(Stored data)

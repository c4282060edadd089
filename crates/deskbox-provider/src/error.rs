//! Error types for deskbox-provider.

use thiserror::Error;

/// Result type alias for deskbox-provider operations.
pub type Result<T> = std::result::Result<T, ProviderError>;

/// Errors that can occur while provisioning or tearing down a container.
#[derive(Debug, Error)]
pub enum ProviderError {
    /// The container runtime could not be reached
    #[error("container runtime unavailable: {0}")]
    RuntimeUnavailable(String),

    /// The desktop image could not be pulled
    #[error("failed to pull image {image}: {message}")]
    ImagePull { image: String, message: String },

    /// A published port could not be resolved on the host
    #[error("port allocation failed: {0}")]
    PortAllocation(String),

    /// Failed to create the container
    #[error("failed to create container: {0}")]
    Create(String),

    /// Failed to start the container
    #[error("failed to start container: {0}")]
    Start(String),

    /// Failed to stop or remove the container
    #[error("failed to remove container: {0}")]
    Remove(String),

    /// Configuration error
    #[error("configuration error: {0}")]
    Config(String),
}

> WHAT IS EXPECTED
Lines holding "image": copy each one from the records above.

> SOLVED EXERCISE
    /// The desktop image could not be pulled
    #[error("failed to pull image {image}: {message}")]
    ImagePull { image: String, message: String },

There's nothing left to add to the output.